Here we meet Silvius and Corin, Shepherds in the Forest of Arden. Upon entering, Silvius laments about his unrequited love for a woman (Phebe). He asks Corin if he remembers anything foolish that he has done in the name of love, and Corin cannot remember anything. Silvius replies with this quote, claiming that if Corin cannot remember the things he has done for love, he was never truly in love. Silvius suggests that love cannot exist without foolishness, echoing the remarks of both Rosalind and Orlando earlier in the play. Once again, love makes a fool out of everyday people—an idea exaggerated and satirized throughout As You Like It, as in many other Shakespeare comedies.

We that are true lovers run into strange capers; but as all is mortal in nature, so is all nature in love mortal in folly.

Related Characters: Touchstone (speaker)
Page Number: 2.4.53-55
Explanation and Analysis:

Rosalind, Touchstone and Celia have overheard Silvius' conversation with Corin. Rosalind tells the group that she can relate to Silvius. Touchstone then reflects on his own past lover, Jane Smile, and says once again that folly and foolishness are a direct result of deep love. Shakespeare brings up an interesting irony here. The memory of love causes Touchstone, the snide fool, to open up and have a moment of deep earnestness. While still comedic and couched in wordplay (using "mortal" to mean both that all living things eventually die and the foolishness of love eventually dies as well), his speech is truthful, suggesting that love can make even the funniest fool reflective and the most serious person foolish. 

Act 2, Scene 5 Quotes

I can suck melancholy out of a song as a weasel sucks eggs.

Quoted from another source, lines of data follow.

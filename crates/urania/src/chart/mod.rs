pub mod angles;
pub mod houses;
pub mod line;
pub mod snapshot;

pub use angles::Angles;
pub use houses::{
    resolve_house_with_cusps, resolve_placement, resolve_sign, resolve_sign_house, HouseSystem,
    Sign, SignPlacement,
};
pub use line::{format_chart_line, ChartLine, ChartLineEntry};
pub use snapshot::{ChartSnapshot, SourceTag};
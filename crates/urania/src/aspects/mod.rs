pub mod calculator;
pub mod types;

pub use calculator::{angular_separation, detect_aspects, AspectCalculator, DEFAULT_EXACT_ORB};
pub use types::*;
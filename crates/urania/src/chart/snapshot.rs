use crate::aspects::AspectPoint;
use crate::chart::angles::Angles;
use crate::chart::houses::{resolve_placement, HouseSystem, SignPlacement};
use crate::chart::line::{ChartLine, ChartLineEntry};
use crate::ephemeris::frames::Nutation;
use crate::ephemeris::transform::{MissingBody, TransformOutput};
use crate::ephemeris::types::{Angle, Body, BodyPosition, ChartPoint, Instant};
use crate::ephemeris::upstream::NormalizedPositions;
use crate::error::Result;
use crate::time::{jd_tt, julian_centuries, julian_day, normalize_degrees};
use serde::{Deserialize, Serialize};

/// Where a snapshot's positions came from.
#[derive(Debug, Clone, Copy, PartialEq, Eq, Hash, Serialize, Deserialize)]
#[serde(rename_all = "lowercase")]
pub enum SourceTag {
    Primary,
    Fallback,
}

/// Positions, angles and cusps for one instant. Immutable once built.
#[derive(Debug, Clone, PartialEq, Serialize, Deserialize)]
pub struct ChartSnapshot {
    instant: Instant,
    bodies: Vec<BodyPosition>,
    ascendant: Option<f64>,
    midheaven: Option<f64>,
    house_system: HouseSystem,
    cusps: Option<[f64; 12]>,
    missing: Vec<MissingBody>,
    source: SourceTag,
}

impl ChartSnapshot {
    /// Build from a transform run. Angles and cusps need a location (or
    /// external cusps).
    pub fn new(
        instant: Instant,
        output: TransformOutput,
        house_system: HouseSystem,
        source: SourceTag,
    ) -> Result<Self> {
        let nutation = output
            .nutation
            .unwrap_or_else(|| Nutation::at(julian_centuries(jd_tt(instant.datetime()))));
        let angles = instant
            .location()
            .map(|loc| Angles::compute(julian_day(instant.datetime()), &loc, &nutation));
        Self::assemble(
            instant,
            output.positions,
            angles.map(|a| a.ascendant),
            angles.map(|a| a.midheaven),
            house_system,
            output.missing,
            source,
        )
    }

    /// Build from upstream positions that were already normalized.
    ///
    /// Each angle in the payload wins; a missing one is computed from the
    /// instant's location when it has one. An ascendant alone is enough for
    /// houses.
    pub fn from_normalized(
        instant: Instant,
        positions: NormalizedPositions,
        house_system: HouseSystem,
    ) -> Result<Self> {
        let computed = match (positions.ascendant, positions.midheaven) {
            (Some(_), Some(_)) => None,
            _ => instant.location().map(|loc| {
                let nutation = Nutation::at(julian_centuries(jd_tt(instant.datetime())));
                Angles::compute(julian_day(instant.datetime()), &loc, &nutation)
            }),
        };
        Self::assemble(
            instant,
            positions.bodies,
            positions.ascendant.or(computed.map(|a| a.ascendant)),
            positions.midheaven.or(computed.map(|a| a.midheaven)),
            house_system,
            Vec::new(),
            SourceTag::Primary,
        )
    }

    fn assemble(
        instant: Instant,
        mut bodies: Vec<BodyPosition>,
        ascendant: Option<f64>,
        midheaven: Option<f64>,
        house_system: HouseSystem,
        missing: Vec<MissingBody>,
        source: SourceTag,
    ) -> Result<Self> {
        house_system.validate()?;
        bodies.sort_by_key(|p| p.body);
        let cusps = match (&house_system, ascendant) {
            (HouseSystem::External(c), _) => Some(*c),
            (system, Some(asc)) => Some(system.cusps(asc)),
            (_, None) => None,
        };
        Ok(Self {
            instant,
            bodies,
            ascendant,
            midheaven,
            house_system,
            cusps,
            missing,
            source,
        })
    }

    pub fn instant(&self) -> &Instant {
        &self.instant
    }

    /// Bodies in canonical order
    pub fn bodies(&self) -> &[BodyPosition] {
        &self.bodies
    }

    pub fn body(&self, body: Body) -> Option<&BodyPosition> {
        self.bodies.iter().find(|p| p.body == body)
    }

    pub fn ascendant(&self) -> Option<f64> {
        self.ascendant
    }

    pub fn midheaven(&self) -> Option<f64> {
        self.midheaven
    }

    pub fn descendant(&self) -> Option<f64> {
        self.ascendant.map(|asc| normalize_degrees(asc + 180.0))
    }

    pub fn imum_coeli(&self) -> Option<f64> {
        self.midheaven.map(|mc| normalize_degrees(mc + 180.0))
    }

    pub fn house_system(&self) -> &HouseSystem {
        &self.house_system
    }

    pub fn cusps(&self) -> Option<&[f64; 12]> {
        self.cusps.as_ref()
    }

    pub fn missing(&self) -> &[MissingBody] {
        &self.missing
    }

    pub fn source(&self) -> SourceTag {
        self.source
    }

    /// True when some requested bodies could not be computed.
    pub fn is_degraded(&self) -> bool {
        !self.missing.is_empty()
    }

    /// Sign and house for a longitude in this chart.
    pub fn placement_of(&self, longitude: f64) -> Option<SignPlacement> {
        match (&self.house_system, self.ascendant()) {
            (system @ HouseSystem::External(_), asc) => {
                Some(resolve_placement(longitude, asc.unwrap_or(0.0), system))
            }
            (system, Some(asc)) => Some(resolve_placement(longitude, asc, system)),
            (_, None) => None,
        }
    }

    pub fn placement(&self, body: Body) -> Option<SignPlacement> {
        self.body(body).and_then(|p| self.placement_of(p.longitude))
    }

    /// Angle longitudes present in this chart.
    pub fn angle_longitudes(&self) -> Vec<(Angle, f64)> {
        [
            (Angle::Ascendant, self.ascendant()),
            (Angle::Midheaven, self.midheaven()),
            (Angle::Descendant, self.descendant()),
            (Angle::ImumCoeli, self.imum_coeli()),
        ]
        .into_iter()
        .filter_map(|(angle, lon)| lon.map(|lon| (angle, lon)))
        .collect()
    }

    /// Bodies and angles ready for aspect search. Derived points are
    /// included here and filtered out by the detector.
    pub fn aspect_points(&self) -> Vec<AspectPoint> {
        let mut points: Vec<AspectPoint> = self
            .bodies
            .iter()
            .map(|p| AspectPoint::new(p.body, p.longitude).with_speed(p.speed))
            .collect();
        points.extend(
            self.angle_longitudes()
                .into_iter()
                .map(|(angle, lon)| AspectPoint::new(angle, lon)),
        );
        points
    }

    /// Compact line form of this chart.
    pub fn to_chart_line(&self) -> ChartLine {
        let mut entries: Vec<ChartLineEntry> = self
            .bodies
            .iter()
            .map(|p| ChartLineEntry {
                point: ChartPoint::Body(p.body),
                longitude: p.longitude,
                retrograde: p.retrograde,
            })
            .collect();
        for (angle, lon) in [(Angle::Ascendant, self.ascendant), (Angle::Midheaven, self.midheaven)] {
            if let Some(longitude) = lon {
                entries.push(ChartLineEntry {
                    point: ChartPoint::Angle(angle),
                    longitude,
                    retrograde: false,
                });
            }
        }
        ChartLine::new(entries)
    }
}

#[cfg(test)]
mod tests {
    use super::*;
    use crate::ephemeris::types::GeoLocation;
    use crate::ephemeris::upstream::normalize;
    use serde_json::json;

    fn instant(loc: Option<GeoLocation>) -> Instant {
        Instant::parse("2000-01-01", "12:00", loc).unwrap()
    }

    fn position(body: Body, longitude: f64) -> BodyPosition {
        BodyPosition {
            body,
            longitude,
            latitude: 0.0,
            distance: 1.0,
            speed: 1.0,
            retrograde: false,
        }
    }

    #[test]
    fn test_whole_sign_cusps_follow_ascendant() {
        let positions = NormalizedPositions {
            bodies: vec![position(Body::Moon, 95.0), position(Body::Sun, 10.0)],
            ascendant: Some(3.0),
            midheaven: Some(275.0),
            cusps: None,
        };
        let snap =
            ChartSnapshot::from_normalized(instant(None), positions, HouseSystem::WholeSign)
                .unwrap();
        assert_eq!(snap.bodies()[0].body, Body::Sun);
        let cusps = snap.cusps().unwrap();
        for (n, cusp) in cusps.iter().enumerate() {
            assert_eq!(*cusp, 30.0 * n as f64);
        }
        assert_eq!(snap.placement(Body::Moon).unwrap().house, 4);
        assert_eq!(snap.descendant(), Some(183.0));
    }

    #[test]
    fn test_no_location_means_no_houses() {
        let positions = normalize(&json!({ "sun": 10.0 })).unwrap();
        let snap =
            ChartSnapshot::from_normalized(instant(None), positions, HouseSystem::default())
                .unwrap();
        assert!(snap.ascendant().is_none());
        assert!(snap.cusps().is_none());
        assert!(snap.placement(Body::Sun).is_none());
    }

    #[test]
    fn test_payload_ascendant_without_midheaven() {
        let positions = normalize(&json!({ "sun": 95.0, "asc": 3.0 })).unwrap();
        let snap =
            ChartSnapshot::from_normalized(instant(None), positions, HouseSystem::WholeSign)
                .unwrap();
        assert_eq!(snap.ascendant(), Some(3.0));
        assert_eq!(snap.descendant(), Some(183.0));
        assert!(snap.midheaven().is_none());
        assert!(snap.imum_coeli().is_none());
        assert_eq!(snap.placement(Body::Sun).unwrap().house, 4);
        assert_eq!(snap.cusps().unwrap()[0], 0.0);
        assert_eq!(snap.to_chart_line().to_string(), "SUN:95.00|ASC:3.00");
        let angles: Vec<Angle> = snap.angle_longitudes().iter().map(|(a, _)| *a).collect();
        assert_eq!(angles, vec![Angle::Ascendant, Angle::Descendant]);
    }

    #[test]
    fn test_location_computes_angles() {
        let loc = GeoLocation::new(40.7, -74.0).unwrap();
        let positions = normalize(&json!({ "sun": 280.0 })).unwrap();
        let snap =
            ChartSnapshot::from_normalized(instant(Some(loc)), positions, HouseSystem::Equal)
                .unwrap();
        let asc = snap.ascendant().unwrap();
        assert_eq!(snap.cusps().unwrap()[0], asc);
        assert!(snap.placement(Body::Sun).is_some());
    }

    #[test]
    fn test_aspect_points_include_angles() {
        let positions = NormalizedPositions {
            bodies: vec![position(Body::Sun, 10.0)],
            ascendant: Some(100.0),
            midheaven: Some(10.0),
            cusps: None,
        };
        let snap =
            ChartSnapshot::from_normalized(instant(None), positions, HouseSystem::WholeSign)
                .unwrap();
        let points = snap.aspect_points();
        assert_eq!(points.len(), 5);
        assert_eq!(points[0].speed, Some(1.0));
        assert_eq!(snap.to_chart_line().to_string(), "SUN:10.00|ASC:100.00|MC:10.00");
    }
}
pub mod elements;
pub mod frames;
pub mod source;
pub mod transform;
pub mod types;
pub mod upstream;

pub use elements::MeanElementsSource;
pub use source::{fetch_with_timeout, EphemerisSource, HeliocentricFrame};
pub use transform::{CoordinateTransform, MissingBody, TransformOptions, TransformOutput};
pub use types::*;
pub use upstream::{normalize, normalize_str, NormalizedPositions};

Related Characters: Jaques (speaker)
Page Number: 2.5.12-13
Explanation and Analysis:

Amiens, a lord of Duke Senior, enters singing to Jaques, another lord. Jaques begs Amiens to continue to sing his song. Amiens tells him that he is worried that the song will make Jaques sad. Jaques replies with this (unintentionally) humorous line, claiming that his cynicism and depression makes any song seem melancholy. In this moment Jaques proves that even former members of the court can appear foolish. He brags about his own sadness, almost celebrating his ability to find melancholy in anything. Furthermore, in his exaggerated commitment to his melancholy state, Jaques' character is actually comedic—an example of "foolishness" that lacks the lively wit and wisdom of the true fool, Touchstone. 

Act 2, Scene 7 Quotes

When I did hear the motley fool thus moral on the time, my lungs began to crow like chanticleer that fools should be so deep contemplative.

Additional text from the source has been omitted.